It is widely believed that a sedentary lifestyle is part of the geriatric package. A new study reveals that a positive mindset, in older individuals, can have a great impact on their physical and mental health.
The study led by Dr. Catherine Sarkisian, assistant professor of geriatrics at the David Geffen School of Medicine at UCLA, showed that older adults who participated in a pilot test for a program aimed at changing the mindset became more physically active, increasing their walking levels by about 24 percent, an average increase of 2.5 miles per week.
"We can teach older adults to get rid of those old beliefs that becoming sedentary is just a normal part of growing older," Sarkisian said."We can teach them that they can and should remain physically active at all ages, she added.

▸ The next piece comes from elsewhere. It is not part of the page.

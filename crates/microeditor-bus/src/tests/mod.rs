//! Shared test doubles and behaviour scenarios for the bus.

mod behaviour;
pub(crate) mod support;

For the study, researchers recruited 46 sedentary adults age 65 and older from three senior centres. They used a technique known as "attribution retraining" to effect a change among study participants about what it means to age and what to expect out of it.
"The exciting part is that, to our knowledge, this attribution retraining component hasn't been tested in a physical activity intervention. It's been very successful in educational interventions, Sarkisian said.
The older adults attended four weekly, hour-long group sessions led by a trained health educator who applied an attribution-retraining curriculum. They were taught to reject the notion that becoming older meant becoming sedentary and to accept that they could continue engaging in physical activity well into old age.